Using Bio-Ethanol To Manufacture An Industrial Solvent Ethyl Acetate PDF 414KB
In the Davy Technology Centre, showing a section of the Mini-Plant which
is used to process development and validation ethyl acetate.
Davy Process Technology, a MacRobert Award 2006 finalist, have designed
a manufacturing process for ethyl acetate that employs novel engineering
and environmentally considerate concepts. Mike Ashley from Davy
describes how they have managed to replace non-renewable resources with
bio-regenerable materials to manufacture petrochemicals.

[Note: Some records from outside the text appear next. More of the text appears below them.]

//! Market Feed WebSocket Client
//!
//! Connects to the Dhan live market feed, subscribes one instrument and
//! forwards its binary quote packets, in arrival order, to the stream engine.
//!
//! # Stream URL
//!
//! `wss://api-feed.dhan.co?version=2&token=<token>&clientId=<id>&authType=2`
//!
//! # Protocol
//!
//! Subscriptions are JSON text frames; market data arrives as little-endian
//! binary packets. Packet code `50` is a server disconnect carrying a reason
//! code, after which the client reconnects.
//!
//! The socket task never waits on the engine: a full frame channel drops the
//! frame and counts it.

use std::sync::Arc;
use std::sync::atomic::{AtomicU32, AtomicU64, Ordering};

use chrono::{DateTime, Utc};
use futures_util::{SinkExt, StreamExt};
use serde::Serialize;
use tokio::sync::mpsc;
use tokio::sync::mpsc::error::TrySendError;
use tokio_tungstenite::tungstenite::Message;
use tokio_util::sync::CancellationToken;

use super::heartbeat::{HeartbeatConfig, HeartbeatEvent, HeartbeatManager, LivenessState};
use super::reconnect::{ReconnectConfig, ReconnectPolicy};
use crate::domain::tick::{self, DISCONNECT_PACKET_CODE, QUOTE_PACKET_CODE};
use crate::infrastructure::config::{Credentials, InstrumentSettings, StreamConfig};
use crate::infrastructure::metrics::{self, DropReason};

/// Feed request code for a quote subscription.
pub const SUBSCRIBE_QUOTE_REQUEST_CODE: u8 = 17;

// =============================================================================
// Error Type
// =============================================================================

/// Errors that can occur in the feed client.
#[derive(Debug, thiserror::Error)]
pub enum FeedClientError {
    /// WebSocket error.
    #[error("WebSocket error: {0}")]
    WebSocket(#[from] tokio_tungstenite::tungstenite::Error),

    /// Subscription request could not be encoded.
    #[error("failed to encode subscription: {0}")]
    Encode(#[from] serde_json::Error),

    /// The server sent a disconnect packet.
    #[error("server disconnect, reason code {reason}")]
    ServerDisconnect {
        /// Feed-specific reason code.
        reason: i16,
    },

    /// No pong or data within the heartbeat timeout.
    #[error("heartbeat timeout")]
    HeartbeatTimeout,

    /// The engine stopped consuming frames.
    #[error("frame channel closed")]
    ChannelClosed,

    /// Maximum reconnection attempts exceeded.
    #[error("maximum reconnection attempts exceeded")]
    MaxReconnectAttemptsExceeded,

    /// Connection closed.
    #[error("connection closed")]
    ConnectionClosed,
}
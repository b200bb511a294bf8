//! Session Clock
//!
//! Maps feed timestamps (epoch seconds) onto exchange-local wall-clock time.
//! Session boundaries and candle buckets are defined in local time, so the
//! aggregators take the clock as an injected dependency instead of reading
//! the host timezone.

use chrono::{DateTime, FixedOffset, NaiveDateTime, Offset as _, Utc};

/// Converts epoch seconds to local wall-clock time.
pub trait SessionClock: Send + Sync + std::fmt::Debug {
    /// Local date and time for an epoch timestamp.
    ///
    /// Out-of-range timestamps map to the Unix epoch.
    fn local_datetime(&self, epoch_secs: i64) -> NaiveDateTime;
}

fn utc_datetime(epoch_secs: i64) -> DateTime<Utc> {
    DateTime::from_timestamp(epoch_secs, 0).unwrap_or_default()
}

/// Clock with a fixed UTC offset.
#[derive(Debug, Clone, Copy, PartialEq, Eq)]
pub struct FixedOffsetClock {
    offset: FixedOffset,
}

impl FixedOffsetClock {
    /// Indian Standard Time offset in minutes.
    pub const IST_OFFSET_MINUTES: i32 = 330;

    /// Create a clock `minutes` east of UTC.
    ///
    /// Returns `None` if the offset is a day or more.
    #[must_use]
    pub fn from_offset_minutes(minutes: i32) -> Option<Self> {
        FixedOffset::east_opt(minutes.checked_mul(60)?).map(|offset| Self { offset })
    }

    /// UTC clock.
    #[must_use]
    pub fn utc() -> Self {
        Self {
            offset: Utc.fix(),
        }
    }

    /// Offset from UTC in minutes.
    #[must_use]
    pub fn offset_minutes(&self) -> i32 {
        self.offset.local_minus_utc() / 60
    }
}

impl Default for FixedOffsetClock {
    fn default() -> Self {
        Self::from_offset_minutes(Self::IST_OFFSET_MINUTES).unwrap_or_else(Self::utc)
    }
}

impl SessionClock for FixedOffsetClock {
    fn local_datetime(&self, epoch_secs: i64) -> NaiveDateTime {
        utc_datetime(epoch_secs)
            .with_timezone(&self.offset)
            .naive_local()
    }
}

#[cfg(test)]
mod tests {
    use super::*;
    use chrono::{NaiveDate, Timelike};

    #[test]
    fn ist_clock_shifts_by_five_and_a_half_hours() {
        let clock = FixedOffsetClock::default();
        assert_eq!(clock.offset_minutes(), 330);

        // 2024-06-03 03:45:00 UTC
        let local = clock.local_datetime(1_717_386_300);
        assert_eq!(local.date(), NaiveDate::from_ymd_opt(2024, 6, 3).unwrap());
        assert_eq!((local.hour(), local.minute()), (9, 15));
    }

    #[test]
    fn utc_clock_is_identity() {
        let clock = FixedOffsetClock::utc();
        let local = clock.local_datetime(0);
        assert_eq!(local, DateTime::UNIX_EPOCH.naive_utc());
    }

    #[test]
    fn rejects_offsets_of_a_day_or_more() {
        assert!(FixedOffsetClock::from_offset_minutes(24 * 60).is_none());
        assert!(FixedOffsetClock::from_offset_minutes(-300).is_some());
    }

    #[test]
    fn out_of_range_timestamp_maps_to_epoch() {
        let clock = FixedOffsetClock::utc();
        assert_eq!(
            clock.local_datetime(i64::MAX),
            DateTime::UNIX_EPOCH.naive_utc()
        );
    }
}
//! Infrastructure Layer - Adapters and external integrations.
//!
//! Concrete implementations of the application ports plus process plumbing.

/// Configuration loaded from the environment.
pub mod config;

/// Dhan market feed and option-chain clients.
pub mod dhan;

/// Tokio-backed signal lookup dispatcher.
pub mod dispatch;

/// Broadcast fan-out of stream events.
pub mod events;

/// Health check HTTP endpoint.
pub mod health;

/// Prometheus metrics instrumentation.
pub mod metrics;

/// Tracing subscriber and OpenTelemetry integration.
pub mod telemetry;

Eight years ago, Davy Process Technology had the idea of designing a
novel method of manufacturing ethyl acetate that has progressed from
laboratory concept to commercial implementation in record time thanks to
an innovative approach to scaling-up the technology. Ethyl acetate is an
important industrial solvent which is used in printing inks and
coatings. Last year, world sales reached 1.5 million tons. The textbook
method of making ethyl acetate is by reacting ethanol (ethyl alcohol)
with acetic acid, and these materials are traditionally manufactured
from hydrocarbon resources such as natural gas and ethylene.
Chemists at our research laboratory in Stockton-on-Tees were working on
routes to high value alcohols by hydrogenating esters (the class of
compounds that includes ethyl acetate). They noted that, with the
appropriate catalyst, they could reverse the reaction and apply it
specifically to make ethyl acetate from ethanol alone.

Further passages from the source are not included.